[tdwg-content] [tdwg-tag] Inclusion of authorship in DwCscientificName: good or bad?

Richard Pyle deepreef at bishopmuseum.org
Wed Nov 24 01:15:29 CET 2010


> Rich,
> I gather your reason would be because it's unclear if anyone 
> would actually use a canonicalName element? That is, it's 
> unneeded. 

Not exactly.  I see a need, but I see other needs as well.  I'd rather find
a more stable and robust solution that allows people with both parsed and
unparsed data to share what they have in a way that allows users to get what
they need & want.  My problem is not so much with canonicalName per se, but
rather that it is unclear where the overlap and non-ovelap with
scientificName is.

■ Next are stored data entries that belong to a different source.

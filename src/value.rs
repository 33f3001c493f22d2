//! Property values and object identity.

use std::fmt;
use std::ops::Deref;
use std::sync::{Arc, Weak};

use crate::observable::Observable;

/// Identity of a business object: the address of its shared allocation.
///
/// Two handles to the same `Arc` have the same id. The reference graph only
/// holds weak handles, which keep the allocation (and therefore the id)
/// reserved for as long as a node refers to it.
#[derive(Debug, Clone, Copy, PartialEq, Eq, Hash, PartialOrd, Ord)]
pub struct ObjectId(usize);

impl ObjectId {
    /// The identity of `object`.
    ///
    /// Inside an [`Observable`] implementation, `ObjectId::of(self)` equals the
    /// id of every `BeanRef` pointing at that object.
    pub fn of<T: ?Sized>(object: &T) -> Self {
        ObjectId(object as *const T as *const () as usize)
    }
}

/// A shared, identity-compared handle to a business object.
#[derive(Clone)]
pub struct BeanRef(Arc<dyn Observable>);

impl BeanRef {
    /// Wrap a shared observable.
    pub fn new(object: Arc<dyn Observable>) -> Self {
        BeanRef(object)
    }

    /// Identity of the referenced object.
    pub fn id(&self) -> ObjectId {
        ObjectId::of(&*self.0)
    }

    /// A weak handle that does not keep the object alive.
    pub fn downgrade(&self) -> WeakBean {
        WeakBean {
            id: self.id(),
            object: Arc::downgrade(&self.0),
        }
    }

    /// The underlying shared object.
    pub fn as_arc(&self) -> &Arc<dyn Observable> {
        &self.0
    }
}

impl<T: Observable> From<Arc<T>> for BeanRef {
    fn from(object: Arc<T>) -> Self {
        BeanRef(object)
    }
}

impl Deref for BeanRef {
    type Target = dyn Observable;

    fn deref(&self) -> &Self::Target {
        &*self.0
    }
}

impl PartialEq for BeanRef {
    fn eq(&self, other: &Self) -> bool {
        self.id() == other.id()
    }
}

impl Eq for BeanRef {}

impl fmt::Debug for BeanRef {
    fn fmt(&self, f: &mut fmt::Formatter<'_>) -> fmt::Result {
        write!(f, "{}@{:x}", self.0.bean_type(), self.id().0)
    }
}

/// A weak [`BeanRef`] that remembers the identity of its target.
#[derive(Clone)]
pub struct WeakBean {
    id: ObjectId,
    object: Weak<dyn Observable>,
}

impl WeakBean {
    /// Identity of the referenced object.
    pub fn id(&self) -> ObjectId {
        self.id
    }

    /// Upgrade to a strong handle if the object is still alive.
    pub fn upgrade(&self) -> Option<BeanRef> {
        self.object.upgrade().map(BeanRef)
    }
}

impl fmt::Debug for WeakBean {
    fn fmt(&self, f: &mut fmt::Formatter<'_>) -> fmt::Result {
        write!(f, "WeakBean({:x})", self.id.0)
    }
}

/// The value of a property, or of a path resolved from a root.
///
/// Objects compare by identity; scalars by value. `NotReady` is distinct from
/// `Null`: it means the value exists but has not been loaded yet.
#[derive(Clone, Debug, Default)]
pub enum Value {
    /// No value.
    #[default]
    Null,
    /// The value is still being loaded.
    NotReady,
    /// A boolean.
    Bool(bool),
    /// A 64-bit integer.
    Integer(i64),
    /// A floating-point number.
    Decimal(f64),
    /// A string.
    Text(Arc<str>),
    /// A reference to another business object.
    Object(BeanRef),
}

impl Value {
    /// Returns false only for [`Value::NotReady`].
    pub fn is_ready(&self) -> bool {
        !matches!(self, Value::NotReady)
    }

    /// Returns true for [`Value::Null`].
    pub fn is_null(&self) -> bool {
        matches!(self, Value::Null)
    }

    /// The referenced object, if this is an object value.
    pub fn as_object(&self) -> Option<&BeanRef> {
        match self {
            Value::Object(object) => Some(object),
            _ => None,
        }
    }

    /// The text, if this is a text value.
    pub fn as_text(&self) -> Option<&str> {
        match self {
            Value::Text(text) => Some(text),
            _ => None,
        }
    }

    /// Numeric view of integers and decimals.
    pub fn as_f64(&self) -> Option<f64> {
        match self {
            Value::Integer(i) => Some(*i as f64),
            Value::Decimal(d) => Some(*d),
            _ => None,
        }
    }

    /// Short name of the variant, for error messages.
    pub fn kind(&self) -> &'static str {
        match self {
            Value::Null => "null",
            Value::NotReady => "not-ready",
            Value::Bool(_) => "boolean",
            Value::Integer(_) => "integer",
            Value::Decimal(_) => "decimal",
            Value::Text(_) => "text",
            Value::Object(_) => "object",
        }
    }
}

impl PartialEq for Value {
    fn eq(&self, other: &Self) -> bool {
        match (self, other) {
            (Value::Null, Value::Null) => true,
            (Value::NotReady, Value::NotReady) => true,
            (Value::Bool(a), Value::Bool(b)) => a == b,
            (Value::Integer(a), Value::Integer(b)) => a == b,
            (Value::Decimal(a), Value::Decimal(b)) => a == b,
            (Value::Text(a), Value::Text(b)) => a == b,
            (Value::Object(a), Value::Object(b)) => a == b,
            _ => false,
        }
    }
}

impl fmt::Display for Value {
    fn fmt(&self, f: &mut fmt::Formatter<'_>) -> fmt::Result {
        match self {
            Value::Null => f.write_str("null"),
            Value::NotReady => f.write_str("<not ready>"),
            Value::Bool(b) => write!(f, "{b}"),
            Value::Integer(i) => write!(f, "{i}"),
            Value::Decimal(d) => write!(f, "{d}"),
            Value::Text(t) => f.write_str(t),
            Value::Object(o) => write!(f, "{o:?}"),
        }
    }
}

impl From<bool> for Value {
    fn from(value: bool) -> Self {
        Value::Bool(value)
    }
}

impl From<i64> for Value {
    fn from(value: i64) -> Self {
        Value::Integer(value)
    }
}

impl From<i32> for Value {
    fn from(value: i32) -> Self {
        Value::Integer(value.into())
    }
}

impl From<f64> for Value {
    fn from(value: f64) -> Self {
        Value::Decimal(value)
    }
}

impl From<&str> for Value {
    fn from(value: &str) -> Self {
        Value::Text(Arc::from(value))
    }
}

impl From<String> for Value {
    fn from(value: String) -> Self {
        Value::Text(Arc::from(value))
    }
}

impl From<BeanRef> for Value {
    fn from(value: BeanRef) -> Self {
        Value::Object(value)
    }
}

impl<T: Observable> From<Arc<T>> for Value {
    fn from(value: Arc<T>) -> Self {
        Value::Object(BeanRef::from(value))
    }
}

impl<T: Into<Value>> From<Option<T>> for Value {
    fn from(value: Option<T>) -> Self {
        value.map(Into::into).unwrap_or(Value::Null)
    }
}
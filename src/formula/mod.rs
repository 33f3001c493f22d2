//! Derived values computed from symbols bound to paths.
//!
//! A [`FormulaManager`] owns the [`SymbolMappings`] and the [`Formula`]s. A
//! [`FormulaEnabledGraph`] serves each formula under the pseudo-path
//! `$formula.<name>` and recomputes it lazily, in drains, when its inputs
//! change.

mod cache;
mod definition;
mod expr;
mod graph;
mod manager;
#[cfg(feature = "background-drain")]
mod scheduler;
mod symbols;

pub use cache::{DirtyRoot, UpdatedSymbolCache};
pub use definition::{Formula, FormulaId};
pub use expr::{BinOp, Expr, Function, ParseError, UnaryOp};
pub use graph::FormulaEnabledGraph;
pub use manager::FormulaManager;
pub use symbols::{SymbolMapping, SymbolMappings};
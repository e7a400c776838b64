use crate::config::{Rule, RuleSet};
use crate::transport::{qos_from_u8, ConnectionError, InboundMessage, OutboundMessage, Publisher};
use serde_json::{Map, Value};
use std::sync::Arc;
use thiserror::Error;
use tracing::{debug, error};

/// Why a message was dropped.
#[derive(Debug, Error)]
pub enum MessageError {
    #[error("Payload is not valid UTF-8: {0}")]
    Utf8(#[from] std::str::Utf8Error),
    #[error("Error decoding JSON payload: {0}")]
    Json(#[source] serde_json::Error),
    #[error("Payload is not a JSON object")]
    NotAnObject,
    #[error("Field '{field}' is not numeric: {value}")]
    NotNumeric { field: String, value: Value },
    #[error("Transformed value {0} cannot be encoded as JSON")]
    NonFinite(f64),
    #[error("Invalid publish QoS {0}")]
    InvalidQos(u8),
    #[error("Error encoding JSON payload: {0}")]
    Encode(#[source] serde_json::Error),
    #[error(transparent)]
    Publish(#[from] ConnectionError),
}

#[derive(Debug, Clone, Copy, PartialEq, Eq)]
pub enum IgnoreReason {
    UnknownTopic,
    MissingField,
}

/// What happened to one inbound message.
#[derive(Debug)]
pub enum Outcome {
    Published(OutboundMessage),
    Ignored(IgnoreReason),
    Dropped(MessageError),
}

/// Routes inbound messages to their rule and publishes the transformed value.
pub struct Router {
    rules: Arc<RuleSet>,
    publisher: Arc<dyn Publisher>,
}

impl Router {
    pub fn new(rules: Arc<RuleSet>, publisher: Arc<dyn Publisher>) -> Self {
        Self { rules, publisher }
    }

    /// Handle one message to completion. Never fails: every problem is
    /// logged and reported through the returned [`Outcome`].
    pub fn handle(&self, message: InboundMessage) -> Outcome {
        let topic = message.topic.as_str();
        debug!(topic, payload = %String::from_utf8_lossy(&message.payload), "Received message");

        let Some(rule) = self.rules.get(topic) else {
            debug!(topic, "Topic not in config, ignoring.");
            return Outcome::Ignored(IgnoreReason::UnknownTopic);
        };

        let outbound = match transform(rule, &message.payload) {
            Ok(Some(outbound)) => outbound,
            Ok(None) => {
                debug!(topic, field = %rule.field, "Field not found in message payload.");
                return Outcome::Ignored(IgnoreReason::MissingField);
            }
            Err(e) => {
                error!(topic, "{}", e);
                return Outcome::Dropped(e);
            }
        };

        if let Err(e) = self.publisher.publish(outbound.clone()) {
            let e = MessageError::from(e);
            error!(topic, "{}", e);
            return Outcome::Dropped(e);
        }

        debug!(
            topic = %outbound.topic,
            qos = ?outbound.qos,
            retain = outbound.retain,
            payload = %String::from_utf8_lossy(&outbound.payload),
            "Published transformed message"
        );
        Outcome::Published(outbound)
    }
}

/// Build the outbound message for `payload` under `rule`.
///
/// `Ok(None)` means the rule's field is absent or null, which is not an error.
pub fn transform(rule: &Rule, payload: &[u8]) -> Result<Option<OutboundMessage>, MessageError> {
    let text = std::str::from_utf8(payload)?;
    let document: Value = serde_json::from_str(text).map_err(MessageError::Json)?;
    let object = document.as_object().ok_or(MessageError::NotAnObject)?;

    let x = match object.get(&rule.field) {
        None | Some(Value::Null) => return Ok(None),
        Some(Value::Number(number)) => number.as_f64().ok_or_else(|| MessageError::NotNumeric {
            field: rule.field.clone(),
            value: Value::Number(number.clone()),
        })?,
        Some(other) => {
            return Err(MessageError::NotNumeric {
                field: rule.field.clone(),
                value: other.clone(),
            })
        }
    };

    let y = rule.apply(x);
    debug!(x, y, "Transformed value");
    if !y.is_finite() {
        return Err(MessageError::NonFinite(y));
    }

    let qos = qos_from_u8(rule.publish_qos).ok_or(MessageError::InvalidQos(rule.publish_qos))?;

    let mut body = Map::with_capacity(1);
    body.insert(rule.publish_field.clone(), Value::from(y));
    let payload = serde_json::to_vec(&Value::Object(body)).map_err(MessageError::Encode)?;

    Ok(Some(OutboundMessage {
        topic: rule.publish_topic.clone(),
        payload,
        qos,
        retain: rule.retain,
    }))
}
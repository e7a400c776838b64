mod config;
mod mapper;
mod router;
mod transport;

#[cfg(test)]
mod test_broker;

use crate::config::Config;
use crate::mapper::Mapper;
use dotenvy::dotenv;
use std::env;
use std::path::PathBuf;
use std::process::ExitCode;
use tracing::{error, info, warn, Level};

const DEFAULT_CONFIG_PATH: &str = "config.yaml";

#[tokio::main]
async fn main() -> ExitCode {
    dotenv().ok(); // Load environment variables from .env file

    let level = env::var("MAPPER_LOG_LEVEL")
        .ok()
        .and_then(|value| value.parse::<Level>().ok())
        .unwrap_or(Level::DEBUG);

    // Initialize logging
    tracing_subscriber::fmt().with_max_level(level).init();

    // Load configuration
    let config_path = env::var("MAPPER_CONFIG")
        .map(PathBuf::from)
        .unwrap_or_else(|_| PathBuf::from(DEFAULT_CONFIG_PATH));

    let config = match Config::from_file(&config_path) {
        Ok(cfg) => cfg,
        Err(e) => {
            error!("Error loading configuration: {}", e);
            return ExitCode::FAILURE;
        }
    };
    info!("Loaded {} rule(s) from {}", config.topics.len(), config_path.display());

    let rules = config.rule_set();
    let mapper = Mapper::new(rules, config.mqtt);

    let shutdown = async {
        if let Err(e) = tokio::signal::ctrl_c().await {
            warn!("Failed to listen for termination signal: {:?}", e);
            std::future::pending::<()>().await;
        }
    };

    match mapper.run(shutdown).await {
        Ok(()) => {
            info!("Mapper shut down.");
            ExitCode::SUCCESS
        }
        Err(e) => {
            error!("{}", e);
            ExitCode::FAILURE
        }
    }
}
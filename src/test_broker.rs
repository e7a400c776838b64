//! Scripted MQTT 3.1.1 broker on a loopback socket, just enough protocol to
//! drive a real rumqttc client through connect, subscribe, publish and
//! disconnect.

use tokio::io::{AsyncReadExt, AsyncWriteExt};
use tokio::net::{TcpListener, TcpStream};

pub const CONNECT: u8 = 0x1;
pub const PUBLISH: u8 = 0x3;
pub const SUBSCRIBE: u8 = 0x8;
pub const DISCONNECT: u8 = 0xE;

pub async fn listen() -> (TcpListener, u16) {
    let listener = TcpListener::bind("127.0.0.1:0").await.expect("bind loopback");
    let port = listener.local_addr().expect("local addr").port();
    (listener, port)
}

pub struct Session {
    stream: TcpStream,
}

impl Session {
    /// Accept the next client and answer its CONNECT with a successful CONNACK.
    pub async fn accept(listener: &TcpListener) -> Self {
        let (stream, _) = listener.accept().await.expect("accept client");
        let mut session = Self { stream };
        session.wait_for(CONNECT).await.expect("CONNECT");
        session.write(&[0x20, 0x02, 0x00, 0x00]).await;
        session
    }

    /// Next packet as (packet type, body), or `None` once the client hangs up.
    pub async fn read_packet(&mut self) -> Option<(u8, Vec<u8>)> {
        let header = self.stream.read_u8().await.ok()?;

        let mut remaining = 0usize;
        let mut shift = 0;
        loop {
            let byte = self.stream.read_u8().await.ok()?;
            remaining |= ((byte & 0x7f) as usize) << shift;
            if byte & 0x80 == 0 {
                break;
            }
            shift += 7;
        }

        let mut body = vec![0; remaining];
        self.stream.read_exact(&mut body).await.ok()?;
        Some((header >> 4, body))
    }

    /// Skip packets until one of `packet_type` arrives.
    pub async fn wait_for(&mut self, packet_type: u8) -> Option<Vec<u8>> {
        loop {
            let (kind, body) = self.read_packet().await?;
            if kind == packet_type {
                return Some(body);
            }
        }
    }

    /// Wait for a SUBSCRIBE, grant every filter at QoS 0 and return the filters.
    pub async fn expect_subscribe(&mut self) -> Vec<String> {
        let body = self.wait_for(SUBSCRIBE).await.expect("SUBSCRIBE");
        let mut filters = Vec::new();
        let mut at = 2;
        while at < body.len() {
            let len = u16::from_be_bytes([body[at], body[at + 1]]) as usize;
            filters.push(String::from_utf8(body[at + 2..at + 2 + len].to_vec()).expect("utf8 filter"));
            at += 2 + len + 1;
        }

        let mut suback = vec![0x90, (2 + filters.len()) as u8, body[0], body[1]];
        suback.extend(std::iter::repeat(0x00).take(filters.len()));
        self.write(&suback).await;
        filters
    }

    /// Send a QoS 0 PUBLISH to the client.
    pub async fn publish(&mut self, topic: &str, payload: &str) {
        let remaining = 2 + topic.len() + payload.len();
        assert!(remaining < 128, "single-byte remaining length only");
        let mut packet = vec![0x30, remaining as u8];
        packet.extend_from_slice(&(topic.len() as u16).to_be_bytes());
        packet.extend_from_slice(topic.as_bytes());
        packet.extend_from_slice(payload.as_bytes());
        self.write(&packet).await;
    }

    /// Wait for a QoS 0 PUBLISH from the client and return (topic, payload).
    pub async fn expect_publish(&mut self) -> (String, String) {
        let body = self.wait_for(PUBLISH).await.expect("PUBLISH");
        let len = u16::from_be_bytes([body[0], body[1]]) as usize;
        let topic = String::from_utf8(body[2..2 + len].to_vec()).expect("utf8 topic");
        let payload = String::from_utf8(body[2 + len..].to_vec()).expect("utf8 payload");
        (topic, payload)
    }

    async fn write(&mut self, bytes: &[u8]) {
        self.stream.write_all(bytes).await.expect("write to client");
    }
}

It seems to me to be 80% overlap.  As I said in my last
post to Tony just now, I think the real problem is that scientificName is
both core and loosely defined.

My feeling is that there should be *one* way to deal with completely
unparsed data (e.g., a term that starts with "verbatim"), and *one* way for
people to deal with parsed data.  The problem is, there are different levels
of parsed out there:

- fully unparsed with name bits and/or authorship in the same text string
- authorship and name bits parsed
- name bits parsed into "NameElement" pieces, with qualifiers stripped
- name bits parsed into "NameElement" pieces, with qualifiers included
- authorship parsed to names and/or years
- authorship parsed to reference citation
- etc.

> You said you worry about feature creep. I suppose I worry 
> about semantic creep. Extending the meaning of a term makes 
> it more universal, but in a data world it increases the 
> variability of the data that may be found attached to the 
> term in some dataset. Imprecision in terms can create a lot 
> of data quality headaches. Is that acceptable?

Exactly!  This is getting at my point about scientificName being very
liberal, but very essential (and overloaded).  The addition of canonicalName
would deal with a one or two problems, but I don't think it would solve the
fundamental problem(s).  It's more of a band-aid, than a cure, I guess.